The 2006 wines were hedonistic, the 2007s more monastic. This is the origin of these wines. Over the past ten years, Burgundy has had a climate that has been quite favorable. Here, we were very lucky with the weather in the end. But these wines have the Burgundian mark of wines grown at the limit.
1957, 1956, 1951—they were ten times more difficult. Those wines were ungrateful in the beginning, but have lifted themselves up in bottle unbelievably. It’s a talent of the grands crus if things have been done correctly. The plant has been married to the site for so long, you have the capacity for finding the maturation in bottle.

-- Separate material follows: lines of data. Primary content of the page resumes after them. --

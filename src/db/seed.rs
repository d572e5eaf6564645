//! Seed data for a fresh database.
//!
//! Identifiers are UUIDv5 in the DNS namespace so every install gets the
//! same vehicle and user ids.

use tracing::info;
use uuid::Uuid;

use crate::error::AppResult;
use crate::services::password::hash_password;

use super::DbPool;

struct SeedVehicle {
    key: &'static str,
    model: &'static str,
    plate: &'static str,
    vehicle_type: &'static str,
}

const SEED_VEHICLES: [SeedVehicle; 4] = [
    SeedVehicle {
        key: "vehicle-pulse-001",
        model: "Piaggio Ape Pulse",
        plate: "AB12345",
        vehicle_type: "pulse",
    },
    SeedVehicle {
        key: "vehicle-pulse-002",
        model: "Piaggio Ape Pulse",
        plate: "CD67890",
        vehicle_type: "pulse",
    },
    SeedVehicle {
        key: "vehicle-hurba-001",
        model: "Hurba",
        plate: "EF11223",
        vehicle_type: "hurba",
    },
    SeedVehicle {
        key: "vehicle-hurba-002",
        model: "Hurba",
        plate: "GH44556",
        vehicle_type: "hurba",
    },
];

const SEED_USER_KEY: &str = "user-operatore";
pub const SEED_USERNAME: &str = "operatore";
pub const SEED_PASSWORD: &str = "operatore123";

/// Stable identifier derived from a seed key.
pub fn seed_id(key: &str) -> String {
    Uuid::new_v5(&Uuid::NAMESPACE_DNS, key.as_bytes()).to_string()
}

pub fn seed_user_id() -> String {
    seed_id(SEED_USER_KEY)
}

impl DbPool {
    /// Insert seed vehicles and the operator account if no vehicle exists yet.
    ///
    /// Returns whether anything was inserted.
    pub async fn seed_if_empty(&self) -> AppResult<bool> {
        if self.count_vehicles().await? > 0 {
            return Ok(false);
        }

        for vehicle in &SEED_VEHICLES {
            self.insert_vehicle(
                &seed_id(vehicle.key),
                vehicle.model,
                vehicle.plate,
                vehicle.vehicle_type,
            )
            .await?;
        }

        if self.find_user_by_username(SEED_USERNAME).await?.is_none() {
            let password_hash = hash_password(SEED_PASSWORD)?;
            self.insert_user(&seed_user_id(), SEED_USERNAME, &password_hash)
                .await?;
        }

        info!(
            vehicles = SEED_VEHICLES.len(),
            user = SEED_USERNAME,
            "Seeded empty database"
        );
        Ok(true)
    }
}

—Aubert de Villaine, February 12, 2010
Here are my notes on the 2007 Domaine de la Romanée Conti wines, tasted in New York City on February 12, 2010.
The Richebourg and Romanée-Conti both show exceptional inner strength, the sort that will sustain them for decades. These are wines that will reward collectors who are willing to wait. La Tâche is more difficult to grasp at the moment, for now the most elusive of the wines. Romanée St-Vivant and Grands Echézeaux are also wines that will reward long cellaring. De Villaine described 2007 as an awkward vintage, though he also expressed a certainty about the future development of the wines. Their subtlety and remarkable evolution in the glass bodes well for their future in bottle.
Echézeaux
Light in color and red fruit scents of fraises des bois. Browner notes in the tannin. Troubled in the middle of the end, with something not quite clean, then graceful at the final end.
Grands Echézeaux
Closed off. Earthy tones predominate until shades of light take over, shifting, sometimes an intense beam of cool light, more often dark and shadowed, always transparent. Focused on subtle earthiness, stemmy greenness. Fine future ahead.
Romanée St-Vivant
Beautiful fragrant rose, springtime warmth, bee pollen. The pink cast of cherry blossoms. Silken, elegant, untroubled. Brightness comes out of the earthiness, a reflection of the sun. Warm, earthiness becoming sweeter with air.
Richebourg
Dark, brooding aroma. Earthbound. Develops a flowery note of bee pollen and honey. Austere. Ambrosial. Continues to open, expand, contract, expand. A kaleidoscopic finish. Tough certainty. Formidable and generous. Essential Richebourg.
La Tâche
Transparent and powerful. The structure is apparent in the aroma. The flavors are cramped into the wood, hiding in barrel. Moonstruck. More lunar than solar. Laden with gravity. Earthy, tart berry flavor. Becomes mouthwatering with an hour and a half in the glass. Will take years to evolve.
Romanée-Conti
Mysterious. Covered in a black scrim. Sweet cherry candy without the corporeal sugar. Lunar candy. It tumbles out of itself and becomes a different wine in the finish. Tart raspberry not quite ripe but finely ripe. Remarkably long.
A difficult youth. Spits in your face from its shackles. Beautiful completion. Endless finish. Takes off in the end. Sparks off the soil. The tannins have elasticity, casual elegance. A scarf off the back in the wind.